As we made our way to Tel Aviv last night for the wedding, laughing about the day’s events - including breakfast at Wolfson Towers (Israel's answer to Leisure World), a trip to the doctor (more giggles over the 3D sonogram), and a makeshift birthday party for Asher (complete with sprinkle cake) - I started contracting – or doing something that was giving me jolts of pain in response to which there were excited utterances of “ouch!” Bob asked if we should to continue to the wedding or head back to Jerusalem. We were already in Tel Aviv. I wondered aloud if anyone in our family was a doctor.

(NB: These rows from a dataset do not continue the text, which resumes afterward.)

//  LIB.rs
//    by Lut99
//
//  Created:
//    17 Apr 2024, 10:02:51
//  Last edited:
//    03 May 2024, 14:21:08
//  Auto updated?
//    Yes
//
//  Description:
//!   Rebuilds the HTML of any stored policy version by locating the
//!   nearest prior checkpoint and replaying line deltas forward.
//

use log::warn;
use policy::{PolicyVersion, VersionNumber};
use serde_json::Value;


/***** ERRORS *****/
#[derive(Debug, thiserror::Error)]
pub enum HistoryError {
    #[error("No versions found for this policy")]
    NoVersions,
    #[error("Version {0} not found for this policy")]
    VersionNotFound(String),
}


/***** LIBRARY *****/
/// How a [`Reconstruction`] came to be: replayed from the start of history, or
/// short-circuited through a checkpoint that skipped at least one prior delta.
#[derive(Debug, Clone, Copy, PartialEq, Eq)]
pub enum ReconstructionMethod {
    Sequential,
    Checkpoint,
}

impl ReconstructionMethod {
    pub const fn as_str(&self) -> &'static str {
        match self {
            Self::Sequential => "sequential",
            Self::Checkpoint => "checkpoint",
        }
    }
}

#[derive(Debug, Clone)]
pub struct Reconstruction {
    pub html: String,
    pub version: VersionNumber,
    pub method: ReconstructionMethod,
}

/// Whether a version appended at 1-based `position` must carry a full-text
/// checkpoint. Together with the mandatory checkpoint at position 1 this pins
/// the checkpoint set to {1, 11, 21, 31, ...}, bounding replay at ten deltas.
pub fn checkpoint_due(position: usize) -> bool { position >= 11 && position % 10 == 1 }

/// Applies one stored delta on top of `html`, tolerating every malformed shape
/// a row can carry. Damage is logged with the owning version id and treated as
/// an empty delta so the replay keeps moving.
fn apply_step(html: String, version: &PolicyVersion) -> String {
    match &version.diff_data {
        Value::Object(_) => linediff::apply(&html, &version.diff_data),
        Value::String(raw) => {
            if raw.trim().is_empty() {
                html
            } else {
                linediff::apply_str(&html, raw)
            }
        },
        Value::Null => {
            warn!("Version {} ({}) has no usable diff_data; treating as empty delta", version.id, version.version);
            html
        },
        other => {
            warn!("Version {} ({}) has malformed diff_data of type {other:?}; treating as empty delta", version.id, version.version);
            html
        },
    }
}

/// Reconstructs the HTML of `target` (or of the newest version when `None`)
/// from a policy's version sequence, ordered by creation time ascending.
///
/// The replay starts from the nearest checkpoint at or before the target and
/// walks deltas forward from there; a target that is itself a checkpoint is
/// returned directly. Histories are well-formed when the first version is a
/// checkpoint, but a missing one is tolerated by replaying from the empty
/// document.
pub fn reconstruct(versions: &[PolicyVersion], target: Option<VersionNumber>) -> Result<Reconstruction, HistoryError> {
    let last = versions.last().ok_or(HistoryError::NoVersions)?;
    let target = target.unwrap_or(last.version);
    let target_idx = versions.iter().position(|v| v.version == target).ok_or_else(|| HistoryError::VersionNotFound(target.to_string()))?;

    // Nearest checkpoint at or before the target.
    let mut base = String::new();
    let mut start: usize = 0;
    let mut method = ReconstructionMethod::Sequential;
    for k in (0..=target_idx).rev() {
        if let Some(checkpoint) = &versions[k].checkpoint_template {
            if k > 0 {
                method = ReconstructionMethod::Checkpoint;
            }
            if k == target_idx {
                return Ok(Reconstruction { html: checkpoint.clone(), version: target, method });
            }
            base = checkpoint.clone();
            start = k + 1;
            break;
        }
    }

    let mut html = base;
    for version in &versions[start..=target_idx] {
        html = apply_step(html, version);
    }

    Ok(Reconstruction { html, version: target, method })
}


#[cfg(test)]
mod tests {
    use chrono::{TimeZone as _, Utc};
    use policy::VersionStatus;
    use serde_json::{json, Value};
    use uuid::Uuid;

    use super::*;

    /// Builds a version row whose delta takes `prev` to `next`, checkpointing
    /// the full text when asked.
    fn version(seq: i64, number: (u32, u32), prev: &str, next: &str, checkpoint: bool) -> PolicyVersion {
        PolicyVersion {
            id: Uuid::new_v4(),
            org_policy_id: Uuid::nil(),
            version: VersionNumber::new(number.0, number.1),
            status: VersionStatus::Draft,
            is_current: false,
            diff_data: linediff::compute(prev, next).to_value(),
            checkpoint_template: if checkpoint { Some(next.to_string()) } else { None },
            expired_at: None,
            published_at: None,
            created_at: Utc.timestamp_opt(1_700_000_000 + seq, 0).unwrap(),
            updated_at: Utc.timestamp_opt(1_700_000_000 + seq, 0).unwrap(),
        }
    }

    /// A 13-step history with checkpoints at positions 1 and 11, where step i
    /// has the body `<p>step i</p>`.
    fn history() -> (Vec<PolicyVersion>, Vec<String>) {
        let mut versions = Vec::new();
        let mut texts = Vec::new();
        let mut prev = String::new();
        for i in 0..13usize {
            let next = format!("<h1>Policy</h1>\n<p>step {i}</p>");
            let position = i + 1;
            versions.push(version(i as i64, (1, i as u32), &prev, &next, position == 1 || checkpoint_due(position)));
            texts.push(next.clone());
            prev = next;
        }
        (versions, texts)
    }

    #[test]
    fn cadence_is_one_then_every_tenth() {
        let due: Vec<usize> = (1..=45).filter(|p| checkpoint_due(*p)).collect();
        assert_eq!(due, vec![11, 21, 31, 41]);
        assert!(!checkpoint_due(1), "position 1 is a checkpoint by construction, not by cadence");
    }

    #[test]
    fn empty_history_is_an_error() {
        assert!(matches!(reconstruct(&[], None), Err(HistoryError::NoVersions)));
    }

    #[test]
    fn unknown_target_is_an_error() {
        let (versions, _) = history();
        assert!(matches!(reconstruct(&versions, Some(VersionNumber::new(9, 9))), Err(HistoryError::VersionNotFound(_))));
    }

    #[test]
    fn every_version_reconstructs_to_its_own_text() {
        let (versions, texts) = history();
        for (i, text) in texts.iter().enumerate() {
            let rec = reconstruct(&versions, Some(VersionNumber::new(1, i as u32))).unwrap();
            assert_eq!(&rec.html, text, "version 1.{i} reconstructed wrong");
        }
    }

    #[test]
    fn default_target_is_the_newest_version() {
        let (versions, texts) = history();
        let rec = reconstruct(&versions, None).unwrap();
        assert_eq!(rec.version, VersionNumber::new(1, 12));
        assert_eq!(&rec.html, texts.last().unwrap());
    }

    #[test]
    fn first_checkpoint_read_reports_sequential() {
        let (versions, texts) = history();
        let rec = reconstruct(&versions, Some(VersionNumber::new(1, 0))).unwrap();
        assert_eq!(rec.method, ReconstructionMethod::Sequential);
        assert_eq!(&rec.html, &texts[0]);
    }

    #[test]
    fn reads_behind_a_later_checkpoint_report_checkpoint() {
        let (versions, _) = history();
        // Position 11 (version 1.10) carries a checkpoint; position 12 replays from it.
        let rec = reconstruct(&versions, Some(VersionNumber::new(1, 11))).unwrap();
        assert_eq!(rec.method, ReconstructionMethod::Checkpoint);
        let rec = reconstruct(&versions, Some(VersionNumber::new(1, 10))).unwrap();
        assert_eq!(rec.method, ReconstructionMethod::Checkpoint);
    }

    #[test]
    fn malformed_intermediate_delta_does_not_stop_the_replay() {
        let (mut versions, texts) = history();
        for garbage in [Value::Null, json!({}), Value::String("{broken".into()), json!(42)] {
            versions[3].diff_data = garbage;
            versions[3].checkpoint_template = None;
            // The damaged step itself reconstructs to whatever state came before it...
            let rec = reconstruct(&versions, Some(VersionNumber::new(1, 3))).unwrap();
            assert_eq!(rec.html, texts[2]);
            // ...and the checkpoint at position 11 re-establishes later reads.
            let rec = reconstruct(&versions, Some(VersionNumber::new(1, 12))).unwrap();
            assert_eq!(&rec.html, &texts[12]);
        }
    }

    #[test]
    fn history_without_any_checkpoint_replays_from_empty() {
        let (mut versions, texts) = history();
        for v in &mut versions {
            v.checkpoint_template = None;
        }
        let rec = reconstruct(&versions, Some(VersionNumber::new(1, 12))).unwrap();
        assert_eq!(&rec.html, &texts[12]);
        assert_eq!(rec.method, ReconstructionMethod::Sequential);
    }
}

I wondered if a Tel Aviv hospital would honor my bar code stickers for vials of blood. Bob repeated his question. “Should I turn around? We’re an hour away!” I looked at the cityscape and wondered which of those tall, lit up, buildings was a hospital. And then I remembered how smushed the baby looked on the sonogram earlier in the day. I figured something about the way I was sitting in the car was just causing too much smushiness and that all I needed was to get up and walk around. Also, after all this musing about giving birth to my Sabra in Ihr HaKodesh (Jerusalem) I was determined not to give birth in Tel Aviv.

We arrived and made our way to the wedding, in the Harbor, right on the beach. I followed in a woman wearing blue jeans and gained some confidence about my choice of clothing. The outdoor pre-wedding reception was in full swing. As expected, my false labor stopped. The chuppah went off in the midst of the outdoor celebration for a standing audience under the stars and with a background swish of the sea. It was a lovely night and the only drama was as scheduled. A wedding, not a birth.